Items from a data source:

Content starts

//! Device listing parsing and deterministic device selection

/// Header line printed by `adb devices` before the device rows.
const LIST_HEADER: &str = "List of devices attached";

/// Parse the output of `adb devices`.
///
/// The header line and daemon chatter (`* daemon started successfully`) are
/// dropped, then the first whitespace-delimited token of every non-blank line
/// is taken as the device serial.
pub fn parse_device_list(output: &str) -> Vec<String> {
    output
        .lines()
        .map(str::trim)
        .filter(|line| !line.is_empty())
        .filter(|line| !line.starts_with(LIST_HEADER))
        .filter(|line| !line.starts_with("* "))
        .filter_map(|line| line.split_whitespace().next())
        .map(str::to_string)
        .collect()
}

/// Why a device was chosen.
#[derive(Debug, Clone, Copy, PartialEq, Eq)]
pub enum SelectionReason {
    /// Exactly one device was listed.
    OnlyDevice,
    /// The serial names the loopback bridge connection.
    Localhost,
    /// First serial that is not an emulator.
    NonEmulator,
    /// Nothing else matched; first in listing order.
    FirstListed,
}

/// The device the shell will attach to.
#[derive(Debug, Clone, PartialEq, Eq)]
pub struct DeviceSelection {
    pub serial: String,
    pub reason: SelectionReason,
}

impl DeviceSelection {
    /// Arguments for the bridge `shell` subcommand.
    ///
    /// `-s <serial>` is only needed when the bridge has several devices to
    /// choose from.
    pub fn shell_args(&self) -> Vec<String> {
        match self.reason {
            SelectionReason::OnlyDevice => vec!["shell".to_string()],
            _ => vec!["-s".to_string(), self.serial.clone(), "shell".to_string()],
        }
    }
}

fn is_localhost(serial: &str) -> bool {
    serial.contains("localhost")
}

fn is_not_emulator(serial: &str) -> bool {
    !serial.contains("emulator")
}

fn any_device(_: &str) -> bool {
    true
}

/// Tie-break table for multi-device listings, checked in order.
const SELECTION_PRIORITY: &[(SelectionReason, fn(&str) -> bool)] = &[
    (SelectionReason::Localhost, is_localhost),
    (SelectionReason::NonEmulator, is_not_emulator),
    (SelectionReason::FirstListed, any_device),
];

/// Pick the device to shell into, or `None` when the list is empty.
pub fn select_device(serials: &[String]) -> Option<DeviceSelection> {
    match serials {
        [] => None,
        [only] => Some(DeviceSelection {
            serial: only.clone(),
            reason: SelectionReason::OnlyDevice,
        }),
        _ => SELECTION_PRIORITY.iter().find_map(|(reason, matches)| {
            serials
                .iter()
                .find(|serial| matches(serial.as_str()))
                .map(|serial| DeviceSelection {
                    serial: serial.clone(),
                    reason: *reason,
                })
        }),
    }
}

Content ends

- DESCRIPTION OF THE TASK -
Your answer should consist solely of the lines above from the line with "device was listed." to the line with "will attach to.", both included, reproduced exactly.

- YOUR SOLUTION -
    /// Exactly one device was listed.
    OnlyDevice,
    /// The serial names the loopback bridge connection.
    Localhost,
    /// First serial that is not an emulator.
    NonEmulator,
    /// Nothing else matched; first in listing order.
    FirstListed,
}

/// The device the shell will attach to.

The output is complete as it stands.